Das Bundesverfassungsgericht kann ja gerne Übergangsfristen einräumen, wenn es findet, dass ein verfassungswidriger Zustand aus irgendwelchen übergeordneten Gründen noch eine Weile fortbestehen soll. Aber wenn dieser Zustand auch noch europarechtswidrig ist, dann muss er aufhören. Sofort. Nicht irgendwann später.
Das ist die Ansage des heutigen Urteils des Europäischen Gerichtshofs zum Glücksspielmonopol. Sie richtet sich zum einen an die Länder, die ihr Monopol weiter mit Zähnen und Klauen gegen private Wettbewerber verteidigen. Sie richtet sich zum anderen an das Bundesverfassungsgericht: Eure Sitten, rechtswidrige Regelungen aus Nützlichkeitserwägungen heraus übergangsweise am Leben zu lassen, so lautet die Botschaft, teilen wir nicht.
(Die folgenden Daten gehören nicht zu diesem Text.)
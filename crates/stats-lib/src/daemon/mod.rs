//! Container daemon access
//!
//! The collector only needs two capabilities from the daemon: list the
//! running containers once at startup, and open a stats feed per container.
//! [`TelemetrySource`] abstracts both so the pipeline can run against the
//! Docker Engine API or an in-memory fake.

mod docker;

pub use docker::{DockerClient, DockerEndpoint, DEFAULT_DOCKER_HOST, MAX_RECORD_BYTES};

use crate::error::DaemonError;
use crate::models::{ContainerRef, PlatformTag};
use bytes::Bytes;

pub use async_trait::async_trait;

/// Sequence of raw stats records for one container
#[async_trait]
pub trait RecordFeed: Send {
    /// Wait for the next record. `Ok(None)` means the feed has ended.
    async fn next_record(&mut self) -> Result<Option<Bytes>, DaemonError>;
}

/// An opened stats feed and the platform its records describe
pub struct TelemetryFeed {
    pub platform: PlatformTag,
    pub records: Box<dyn RecordFeed>,
}

impl TelemetryFeed {
    pub fn new(platform: PlatformTag, records: impl RecordFeed + 'static) -> Self {
        Self {
            platform,
            records: Box::new(records),
        }
    }
}

/// Daemon capabilities consumed by the collector
#[async_trait]
pub trait TelemetrySource: Send + Sync {
    /// List the containers to monitor
    async fn list_workloads(&self) -> Result<Vec<ContainerRef>, DaemonError>;

    /// Open a stats feed; with `streaming` false the daemon sends one record
    async fn open_feed(
        &self,
        container: &ContainerRef,
        streaming: bool,
    ) -> Result<TelemetryFeed, DaemonError>;
}
//! HTTP listener for Prometheus metrics

use axum::{http::StatusCode, response::IntoResponse, routing::get, Router};
use prometheus::{Encoder, TextEncoder};
use tracing::{info, warn};

/// Prometheus metrics endpoint
async fn metrics() -> impl IntoResponse {
    let encoder = TextEncoder::new();
    let metric_families = prometheus::gather();
    let mut buffer = Vec::new();

    if let Err(e) = encoder.encode(&metric_families, &mut buffer) {
        warn!(error = %e, "Failed to encode metrics");
        return (
            StatusCode::INTERNAL_SERVER_ERROR,
            [("content-type", "text/plain; charset=utf-8")],
            Vec::new(),
        );
    }

    (
        StatusCode::OK,
        [("content-type", "text/plain; charset=utf-8")],
        buffer,
    )
}

/// Create the metrics router
pub fn create_router() -> Router {
    Router::new().route("/metrics", get(metrics))
}

/// Start the metrics server
pub async fn serve(port: u16) -> anyhow::Result<()> {
    let app = create_router();

    let addr = format!("0.0.0.0:{}", port);
    info!(addr = %addr, "Starting metrics server");

    let listener = tokio::net::TcpListener::bind(&addr).await?;
    axum::serve(listener, app).await?;

    Ok(())
}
Das Bundesverfassungsgericht hatte 2006 das Glücksspielmonopol der Länder für verfassungswidrig erklärt, weil diese nicht die aggressive Schließung privater Wettvermittler damit rechtfertigen können, das sei zum Schutz der Spielsüchtigen nötig, wenn sie gleichzeitig diese Spielsüchtigen mit allen Mitteln moderner Werbestrategie an die eigenen Spieltische lockten. Der Wettvermittler, der dieses Urteil errungen hatte, ging allerdings leer aus: Die verfassungswidrigen Regelungen seien einstweilen weiter gültig, um dem Gesetzgeber Gelegenheit zur Reparatur zu geben, schrieb der Erste Senat lapidar. Seine Verfassungsbeschwerde sei daher zurückzuweisen.
Ersatz-Gesetzgeber
Die Karlsruher Sitte, dem Gesetzgeber Übergangsfristen einzuräumen, ist anderen Verfassungskulturen kaum begreiflich zu machen. Und wenn man genauer hinschaut, ist das tatsächlich höchst sonderbar: Ein Gericht ist doch dazu da, einen Fall am Maßstab des Rechts zu messen, hier also ein Gesetz am Maßstab der Verfassung. Aber es darf das Gesetz nicht selbst gestalten, es gleichsam passend machen. Das ist Job und Verantwortung des Gesetzgebers, der zu eben diesem Zweck schließlich von uns allen gewählt und demokratisch legitimiert wird.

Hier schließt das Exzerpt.